Me: Whisper when you’re showing off the results of our bad parenting, please.
— Arianna Bradford (@thearibradford) September 11, 2019
Three boys, one home cooked meal:
8yo only ate meatloaf
4yo only ate carrots
2yo only ate broccoli dipped in ketchup
Sooooo...win, right? RIGHT!?
*Cries softly into my rice*
— Momsense Ensues (@momsense_ensues) April 5, 2019
My son last night when served a casserole: Potatoes, cooked tomatoes, overcooked meat? Add avocado and bananas and it'd be every food I hate
— Chris (@chrisjordan) March 1, 2013
Every meal with my family begins with me saying, “Sorry. It’s overcooked.”
— Mommy Owl (@Lhlodder) June 16, 2020
If every day you want someone--who hasn't tried what you cooked--to tell you that you've made the worst dinner IN THE WORLD, then parenting is for you.
— Doc McMuffins (@Cynical_Parent) July 8, 2019
Made gnocchi for dinner tonight, to try to introduce the toddler to something new.
Did he like it?
Gno.
— Eric Smith (@ericsmithrocks) February 3, 2021
Over cooked frozen pizza. Told the kids it was the "extra crispy" kind. My 4yo says, "Ooooooh! Fancy!" #pizza#distracted
— According To Mags (@AccordingToMags) January 8, 2012
If I make one side of dinner is overcooked and one side is undercooked, that averages out to me being a really good cook, right?

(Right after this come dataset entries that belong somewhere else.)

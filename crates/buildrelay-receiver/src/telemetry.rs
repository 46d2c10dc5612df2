// buildrelay-receiver/src/telemetry.rs
// ============================================================================
// Module: Receiver Telemetry
// Description: Observability side channel for push processing outcomes.
// Purpose: Count outcomes without touching the HTTP response path.
// Dependencies: serde, serde_json
// ============================================================================

//! ## Overview
//! Every processed push request ends in exactly one outcome, reported here
//! after the response status is already decided. The interface is
//! dependency-light so deployments can plug in their metrics stack.

// ============================================================================
// SECTION: Imports
// ============================================================================

use std::io::Write;

use serde::Serialize;

// ============================================================================
// SECTION: Outcomes
// ============================================================================

/// Terminal outcome of one processed push request.
#[derive(Debug, Clone, Copy, PartialEq, Eq, Serialize)]
#[serde(rename_all = "snake_case")]
pub enum PushOutcome {
    /// The request body was not a valid push envelope.
    MalformedEnvelope,
    /// The payload failed base64 or event decoding and was rejected.
    MalformedPayload,
    /// The payload failed decoding but tolerance acknowledged it.
    ToleratedMalformed,
    /// The event decoded but did not match the filter.
    NoMatch,
    /// The binding table failed to resolve against the event.
    ResolveFailed,
    /// The delivery adapter failed or exceeded its deadline.
    DeliveryFailed,
    /// The event was delivered to the adapter.
    Delivered,
}

// ============================================================================
// SECTION: Telemetry Seam
// ============================================================================

/// Receives one outcome per processed push request.
pub trait ReceiverTelemetry: Send + Sync {
    /// Records the terminal outcome of one request.
    fn on_push_outcome(&self, outcome: PushOutcome);
}

/// Telemetry sink that drops all outcomes.
#[derive(Debug, Clone, Copy, Default)]
pub struct NoopReceiverTelemetry;

impl ReceiverTelemetry for NoopReceiverTelemetry {
    fn on_push_outcome(&self, _outcome: PushOutcome) {}
}

// ============================================================================
// SECTION: Stderr Sink
// ============================================================================

/// Structured outcome record emitted by [`StderrReceiverTelemetry`].
#[derive(Debug, Serialize)]
struct OutcomeRecord {
    /// Record discriminator for log processors.
    kind: &'static str,
    /// Terminal outcome of the request.
    outcome: PushOutcome,
}

/// Telemetry sink that writes JSON lines to stderr.
#[derive(Debug, Clone, Copy, Default)]
pub struct StderrReceiverTelemetry;

impl ReceiverTelemetry for StderrReceiverTelemetry {
    fn on_push_outcome(&self, outcome: PushOutcome) {
        let record = OutcomeRecord {
            kind: "push_outcome",
            outcome,
        };
        if let Ok(payload) = serde_json::to_string(&record) {
            let _ = writeln!(std::io::stderr(), "{payload}");
        }
    }
}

— Unremarkable Files (@ThatEvansLady) June 28, 2017
Today's entertainment was watching my 15mo refuse to eat the pancake I'd made him only to beg for & devour the breakfast I'd gotten myself.
— Dad and Buried (@DadandBuried) May 8, 2017
8-year-old: My spaghetti tastes funny.
Me: You didn't put any sauce on it.
8: Maybe you just cooked it wrong.
— James Breakwell, Exploding Unicorn (@XplodingUnicorn) November 5, 2020
Today I picked up a turkey that my son will refuse to eat because everything I cook is gross and can he go to grandma's house?